La auténtica canela procede de
árboles del género Cinnamomum, el nombre en latín de la canela, que
durante siglos se aplicó a varias plantas aromáticas orientales sin demasiada
precisión botánica. Era una época en la que cualquier árbol venido de Asia con
un aire exótico podía acabar compartiendo nombre con una especia.
El apodo de “canelo” parece venir
de una mezcla de factores típicamente populares: el aroma algo especiado de
flores y tejidos vegetales, cierta asociación antigua con plantas “orientales”
y la tendencia humana universal a reutilizar nombres conocidos para árboles
exóticos recién llegados.
Es un fenómeno muy frecuente.
Cuando una especie nueva aparece en un país, la gente rara vez consulta un
manual taxonómico; simplemente busca algo familiar a lo que se parezca
vagamente. Así, España terminó llena de: falsos plátanos, falsas acacias, falsos
pimientos y este falso canelo. El resultado es que hoy uno puede pasear por una
ciudad española, oír a alguien decir “qué bonitos están los canelos”, mirar
hacia arriba y encontrarse con un árbol de frutos tóxicos amarillos que da
cuentas para rosarios y pertenece a la familia de la caoba. Y, honestamente,
eso hace que el árbol resulte todavía más simpático.

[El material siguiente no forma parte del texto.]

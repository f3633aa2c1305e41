/*!
 * Syscall Handler
 * Per-process emulated kernel state and the syscall dispatch table
 */

use super::context::SyscallContext;
use super::numbers::Sysno;
use super::types::{SyscallError, SyscallResult};
use crate::core::types::{Fd, Pid, SyscallReturn};
use crate::core::{Errno, SyscallConfig};
use crate::fd::{FdTable, StdStream, Stdio};
use crate::monitoring::SyscallSpan;
use crate::scheduler::SyscallOutcome;
use crate::signals::SignalTable;
use crate::vfs::FileSystem;
use std::sync::Arc;
use tracing::debug;

/// State of one emulated process plus every syscall handler
///
/// Handlers run on the single running task; nothing here is locked.
pub struct SyscallHandler {
    pub(super) fs: Arc<dyn FileSystem>,
    pub(super) fds: FdTable,
    pub(super) signals: SignalTable,
    pub(super) sched_cpu_mask: Option<Vec<u8>>,
    pub(super) config: SyscallConfig,
}

impl SyscallHandler {
    /// New process with stdin, stdout and stderr open
    pub fn new(fs: Arc<dyn FileSystem>, config: SyscallConfig) -> Self {
        let mut fds = FdTable::new(config.max_fds);
        for (fd, stream) in [StdStream::Stdin, StdStream::Stdout, StdStream::Stderr]
            .into_iter()
            .enumerate()
        {
            fds.install(fd as Fd, Box::new(Stdio::new(stream)));
        }
        debug!(fs = fs.name(), pid = config.pid, max_fds = config.max_fds, "New syscall handler");
        Self {
            fs,
            fds,
            signals: SignalTable::new(),
            sched_cpu_mask: None,
            config,
        }
    }

    pub fn with_defaults(fs: Arc<dyn FileSystem>) -> Self {
        Self::new(fs, SyscallConfig::default())
    }

    pub fn pid(&self) -> Pid {
        self.config.pid
    }

    pub fn config(&self) -> &SyscallConfig {
        &self.config
    }

    pub fn fds(&self) -> &FdTable {
        &self.fds
    }

    pub fn fds_mut(&mut self) -> &mut FdTable {
        &mut self.fds
    }

    pub fn signals(&self) -> &SignalTable {
        &self.signals
    }

    pub fn filesystem(&self) -> &Arc<dyn FileSystem> {
        &self.fs
    }

    /// Most recent sched_setaffinity mask
    pub fn cpu_mask(&self) -> Option<&[u8]> {
        self.sched_cpu_mask.as_deref()
    }

    /// Route syscall `nr` to its handler
    pub fn dispatch(&mut self, nr: u64, ctx: &mut SyscallContext<'_>) -> SyscallResult<SyscallOutcome> {
        let arch = ctx.arch();
        let sysno = Sysno::from_raw(arch, nr).ok_or(SyscallError::UnknownSyscall { nr, arch })?;
        let span = SyscallSpan::new(sysno.name(arch), nr, ctx.task_id());
        let _guard = span.enter();

        let result = match sysno {
            Sysno::Exit => self.exit(ctx),
            Sysno::Read => self.read(ctx),
            Sysno::Write => self.write(ctx),
            Sysno::Close => self.close(ctx),
            Sysno::Openat => self.openat(ctx),
            Sysno::Getdents64 => self.getdents64(ctx),
            Sysno::Kill => self.kill(ctx),
            Sysno::Tgkill => self.tgkill(ctx),
            Sysno::Getpriority => self.getpriority(ctx),
            Sysno::Setpriority => self.setpriority(ctx),
            Sysno::Newselect => self.newselect(ctx),
            Sysno::Pselect6 => self.pselect6(ctx),
            Sysno::SchedSetparam => self.sched_setparam(ctx),
            Sysno::SchedGetparam => self.sched_getparam(ctx),
            Sysno::SchedSetscheduler => self.sched_setscheduler(ctx),
            Sysno::SchedGetscheduler => self.sched_getscheduler(ctx),
            Sysno::SchedYield => self.sched_yield(ctx),
            Sysno::SchedSetaffinity => self.sched_setaffinity(ctx),
            Sysno::SchedGetaffinity => self.sched_getaffinity(ctx),
            Sysno::RtSigaction => self.rt_sigaction(ctx),
            Sysno::RtSigtimedwait => self.rt_sigtimedwait(ctx),
            Sysno::Sigaltstack => self.sigaltstack(ctx),
            Sysno::Statfs => self.statfs(ctx),
            Sysno::Mkdirat => self.mkdirat(ctx),
            Sysno::Fchownat => self.fchownat(ctx),
            Sysno::Fchmodat => self.fchmodat(ctx),
            Sysno::Unlinkat => self.unlinkat(ctx),
            Sysno::Renameat => self.renameat(ctx),
            Sysno::Eventfd2 => self.eventfd2(ctx),
            Sysno::Pipe2 => self.pipe2(ctx),
        };
        match &result {
            Ok(outcome) => span.record_return(outcome.value(), outcome.is_yield()),
            Err(err) => span.record_error(err),
        }
        result
    }
}

/// Guest-visible failure: set errno and return -1
#[inline]
pub(super) fn fail(ctx: &mut SyscallContext<'_>, errno: Errno) -> SyscallResult<SyscallOutcome> {
    ctx.emulator.set_errno(errno);
    Ok(SyscallOutcome::Completed(-1))
}

#[inline]
pub(super) fn done(value: impl Into<SyscallReturn>) -> SyscallResult<SyscallOutcome> {
    Ok(SyscallOutcome::Completed(value.into()))
}
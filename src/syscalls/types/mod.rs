/*!
 * Syscall Types
 */

pub mod errors;

pub use errors::{SyscallError, SyscallResult};
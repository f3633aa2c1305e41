/*!
 * Filesystem Node Types
 * Internal representation of files and directories
 */

use parking_lot::RwLock;
use std::collections::BTreeSet;
use std::sync::Arc;

use super::super::types::FileType;

/// File contents shared between the tree and every open handle
pub(in crate::vfs) type SharedData = Arc<RwLock<Vec<u8>>>;

/// In-memory filesystem node
#[derive(Debug, Clone)]
pub(in crate::vfs) enum Node {
    File { data: SharedData, mode: u32 },
    Directory { children: BTreeSet<String>, mode: u32 },
}

impl Node {
    pub fn empty_file(mode: u32) -> Self {
        Node::File {
            data: Arc::new(RwLock::new(Vec::new())),
            mode,
        }
    }

    pub fn empty_dir(mode: u32) -> Self {
        Node::Directory {
            children: BTreeSet::new(),
            mode,
        }
    }

    pub fn is_dir(&self) -> bool {
        matches!(self, Node::Directory { .. })
    }

    pub fn file_type(&self) -> FileType {
        match self {
            Node::File { .. } => FileType::File,
            Node::Directory { .. } => FileType::Directory,
        }
    }
}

Apreciado por su crecimiento rápido y su capacidad para soportar veranos duros sin demasiadas queja, el canelo se ha plantado en
jardines, avenidas y plazas. En muchos lugares, incluida
buena parte de la cuenca mediterránea, ha decidido que el estatus de invitado
era insuficiente y ha empezado a comportarse como residente permanente,
colonizando espacios abiertos con una confianza admirable.
No llega a ser una invasión en el
sentido épico del término, pero sí un ejemplo clásico de especie que, una vez
introducida, encuentra pocas razones para marcharse. Tiene semillas abundantes,
dispersores eficaces y una tolerancia ambiental envidiable. Si los árboles
pudieran rellenar formularios de residencia, este marcaría todas las casillas
correctas.
Y sin embargo, a pesar de todo
esto —su origen lejano, su ligera toxicidad, su tendencia a expandirse— sigue
siendo un árbol querido en muchas ciudades. Quizá porque no impone. No tiene la
solemnidad de un cedro ni la arrogancia de un eucalipto. Es más bien un
compañero discreto, con un toque de excentricidad.
Si uno pasa bajo su copa en
primavera, verá las flores lilas filtrando la luz. Si vuelve en invierno,
encontrará las ramas desnudas adornadas con esos frutos dorados que parecen
resistirse al calendario. Y si, por casualidad, se cruza con alguien que sostiene
un rosario hecho con sus semillas, podrá experimentar ese raro placer de
reconocer la conexión entre un árbol urbano y un objeto íntimo.
No está mal para un organismo que, en apariencia, solo venía a darnos sombra.